How My Students Learned English by Making Movie Shorts

How My Students Learned English by Making Movie Shorts

By Ricardo Elizalde     Jul 23, 2014

How My Students Learned English by Making Movie Shorts

This article is part of the collection: From School to Shining School: 52 Stories from Educators Across the U.S.

“Information, knowledge and culture are central to human freedom and human development. How they are produced and exchanged in our society critically affects the way we see the state of the world as it is and might be…”--The Wealth of Networks, Yochai Benkler

Lourdes Lopez had a conversation with her mother that she had never had before. The focus of that conversation was not the young woman’s immigration struggles or even her undocumented status. The conversation was about her mother’s opinion of Lourdes’ level of English. The sixteen-year old Honduran was surprised when her mother said that she thought that now, after six years in the United States, Lourdes’ English should be better. The comment surprised and insulted the rambunctious but thoughtful teen. She was a good student but lacked the confidence to speak her mind outside of the EL classroom.
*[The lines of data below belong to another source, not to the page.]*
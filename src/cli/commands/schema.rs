//! Implementation of the `scm-insights schema` command.

use anyhow::Result;

use crate::cli::models::SchemaOutput;
use crate::cli::output::output;
use crate::services::{FactRetrieverRegistry, ScmInsightsModule};

pub fn execute(json_mode: bool) -> Result<()> {
    let mut registry = FactRetrieverRegistry::new();
    ScmInsightsModule::register(&mut registry);

    let descriptors = registry
        .ids()
        .map(|id| registry.get(id).map(|retriever| retriever.descriptor()))
        .collect::<Result<Vec<_>, _>>()?;

    output(&SchemaOutput(descriptors), json_mode);
    Ok(())
}
//! Logging infrastructure
//!
//! Structured logging using tracing and tracing-subscriber:
//! - Pretty or JSON console output on stderr
//! - Optional rolling JSON log files

pub mod config;
pub mod logger;

pub use config::{LogConfig, LogFormat, RotationPolicy};
pub use logger::LoggerImpl;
That conversation happened last August, when Lourdes (not her real name) and six other high school students taking my language development class at International Studies Academy in the San Francisco Unified School District began the school year with that interview assignment. I’ve been teaching English to non-native speakers for years and have found that using new media tools creates a production-centered classroom that introduces students not only to English but a new media literacy. The class becomes a team; each student learns to teach the others. Plus we get to shout to the world, “We are here!”--a declaration of confidence that may the hardest and yet most powerful lesson that we can teach English language learners.

Here’s how we did it: Soon after school started, I asked each student to do a reflection of themselves as language learners and then to interview someone who knew them well. Next, they created a video using iMovie in which they simply read their results aloud. This was the initial assessment for a framework called the Learning Record, a powerful evidence-based assessment originally developed in London. One key component to the Learning Record is to measure how you develop along the Dimensions of Learning: confidence and independence, skills and strategies, knowledge and understanding, prior and emerging experience, reflection and creativity, imagination and originality.

While the class is designed to develop academic English, the focus on new media literacy and production enables the students to bring the ideas on the page to life. They dig the production process and a finished product is a celebration. The content for the class was a textbook that concentrated on developing academic English with new vocabulary, using sentence and paragraph “frames.” (If you aren’t sure what a sentence frame or a paragraph frame is, picture a “MadLibs” booklet where you fill in the missing word in a story and you will get the idea.) After each unit, we created a movie, or rather a short -- just one to two minutes long.

One thing about developing media in the classroom is you have to have an infrastructure for where to place this media once it’s done. I have been using the open source Mahara for many years as my portfolio solution. Each student has an account. They populate it with media: a picture, an essay, a poster, an mp3, a movie and, at the end of a unit, they add a reflection about the unit and what they learned.

Because I wanted students to genuinely learn about media tools, we experimented with different movie making and sound editing software platforms. We made our first movies with iMovie. But when we created our second movie, which was about graffiti, we used Animoto. Our third movie, about women who play contact sports, we used a recording device to interview and WeVideo. And at the end of the year, we remixed our first assignment with Mozilla Popcorn.

The learning we did on one platform led to an enhanced understanding of the next platform. For instance, WeVideo was great because it stores everything in the cloud and students and teachers could access their work from both the school computer lab and from home. The students became very adept at making these video shorts and at curating their digital selves on their portfolio. And oh, yes, we also used Twitter to publish our WeVideo movies.

At the end of the school year, our students had online portfolios populated with three movies and a Popcorn remix. Among, them, Lourdes’ portfolio shined the brightest. When considering the Learning Record during her portfolio presentation, she said that through building these media products she gained confidence. This confidence, she said, extended beyond the class. Where she once used to just sit, listen and follow the crowd, she now voices her opinions more readily.

Maybe it is time her mother reassesses her fluency in English!

NOTE: This article is part of EdSurge's Fifty States Initiative (representing the state of California).